Connections and handles are completely different in elephant, acache  
docs are not helpful.

> In your recommendation, if I had a order entry system with multiple  
> pages to be completed before committing the order, I could  
> understand wrapping the whole thing with with-transaction. However,  
> wouldn't that present a possible problem locking resources and  
> leaving it up to the human user to complete the process before  
> committing or rolling back the transaction?

There are lots of ways to think about this.
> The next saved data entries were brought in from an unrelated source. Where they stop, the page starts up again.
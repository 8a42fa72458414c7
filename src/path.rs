//! Key normalization.
//!
//! Keys are `/`-separated paths into a tree. The canonical form has no
//! leading or trailing slash, no empty or `.` segments, and `..` resolved;
//! the root is spelled `/`. Every public entry point passes keys through
//! [`canonical`] before touching a tree, so `"foo/bar"`, `"./foo/bar/"` and
//! `"//foo///bar"` all address the same entry.

/// Canonicalize a key.
///
/// Empty strings, `"."` and `"/"` all canonicalize to `"/"`. `..` segments
/// pop the previous segment; keys are rooted, so segments that would escape
/// the root are dropped.
pub fn canonical(key: &str) -> String {
    let mut segs: Vec<&str> = Vec::new();
    for seg in key.split('/') {
        match seg {
            "" | "." => {}
            ".." => {
                segs.pop();
            }
            s => segs.push(s),
        }
    }
    if segs.is_empty() {
        "/".to_string()
    } else {
        segs.join("/")
    }
}

/// Split a canonical key into `(base, leaf)` where `leaf` is the final
/// segment and `base` is everything before it (`"/"` if the key has a
/// single segment). The root splits into `("/", "")`.
pub fn split(key: &str) -> (String, String) {
    let key = canonical(key);
    if key == "/" {
        return ("/".to_string(), String::new());
    }
    match key.rfind('/') {
        Some(i) => (key[..i].to_string(), key[i + 1..].to_string()),
        None => ("/".to_string(), key),
    }
}

/// Split a canonical key into `(head, rest)` where `head` is the first
/// segment and `rest` the remainder (`"/"` if nothing remains).
pub fn first(key: &str) -> (String, String) {
    let key = canonical(key);
    if key == "/" {
        return (String::new(), "/".to_string());
    }
    match key.find('/') {
        Some(i) => (key[..i].to_string(), key[i + 1..].to_string()),
        None => (key, "/".to_string()),
    }
}

/// The ordered segments of a key; empty for the root.
pub fn parts(key: &str) -> Vec<String> {
    let key = canonical(key);
    if key == "/" {
        return Vec::new();
    }
    key.split('/').map(str::to_string).collect()
}

/// Join two keys and canonicalize the result.
pub fn join(base: &str, key: &str) -> String {
    canonical(&format!("{}/{}", base, key))
}

#[cfg(test)]
mod tests {
    use super::*;

    #[test]
    fn test_canonical_root_forms() {
        for k in ["", ".", "/", "//", "/./", "./."] {
            assert_eq!(canonical(k), "/", "canonical({:?})", k);
        }
    }

    #[test]
    fn test_canonical_variants() {
        for k in [
            "foo/bar",
            "./foo/bar",
            "./foo/bar/",
            "foo///bar////",
            "/foo/bar",
            "////foo////bar/",
        ] {
            assert_eq!(canonical(k), "foo/bar", "canonical({:?})", k);
        }
    }

    #[test]
    fn test_canonical_dotdot() {
        assert_eq!(canonical("a/b/../c"), "a/c");
        assert_eq!(canonical("../a"), "a");
        assert_eq!(canonical("a/.."), "/");
    }

    #[test]
    fn test_canonical_idempotent() {
        for k in ["", "/", "a", "/a/b/", "a//b/./c", "x/../y"] {
            let once = canonical(k);
            assert_eq!(canonical(&once), once);
        }
    }

    #[test]
    fn test_split() {
        assert_eq!(split("a/b/c"), ("a/b".to_string(), "c".to_string()));
        assert_eq!(split("foo"), ("/".to_string(), "foo".to_string()));
        assert_eq!(split("/"), ("/".to_string(), String::new()));
        assert_eq!(split("/foo/bar/"), ("foo".to_string(), "bar".to_string()));
    }

    #[test]
    fn test_first() {
        assert_eq!(first("a/b/c"), ("a".to_string(), "b/c".to_string()));
        assert_eq!(first("foo"), ("foo".to_string(), "/".to_string()));
        assert_eq!(first("/"), (String::new(), "/".to_string()));
    }

    #[test]
    fn test_parts() {
        assert!(parts("/").is_empty());
        assert_eq!(parts("a/b"), vec!["a".to_string(), "b".to_string()]);
    }

    #[test]
    fn test_join() {
        assert_eq!(join("a", "b"), "a/b");
        assert_eq!(join("/", "b"), "b");
        assert_eq!(join("a/b/", "/c"), "a/b/c");
        assert_eq!(join("/", "/"), "/");
    }
}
One is that you keep track of the ongoing session using in-memory  
objects unique to the session.  When you need to manipulate a  
database (to submit an order, a blog entry, etc) the handler for the  
'submit' action uses with-transaction to take the data from the in- 
memory session object and commit it to the database (an entry in a  
per-user btree, adding a new instance to a class, etc).

If you need session history or want to maintain ongoing state, make  
this session object a persistent object instead.  Then each post or  
get action in the session is logged so you can recover if the user  
goes away for awhile, or there is a server error.  You will  
eventually fill up your disk with sessions (in the absence of GC) so  
you need to either drop the session objects when you are done with  
them or use a separate store for session objects and periodically  
delete and recreate it.  We still need a clean model for online GC of  
persistent objects to avoid explicit reclamation.

As for contention, with-transaction will retry the transaction code  
so if you have a POST handler you can do something like:

(defun handle-post-1
   (with-post-data
     (send-response-page
       (with-transaction ()
         <copy post data to persistent objects>
         <return response persistent object>))))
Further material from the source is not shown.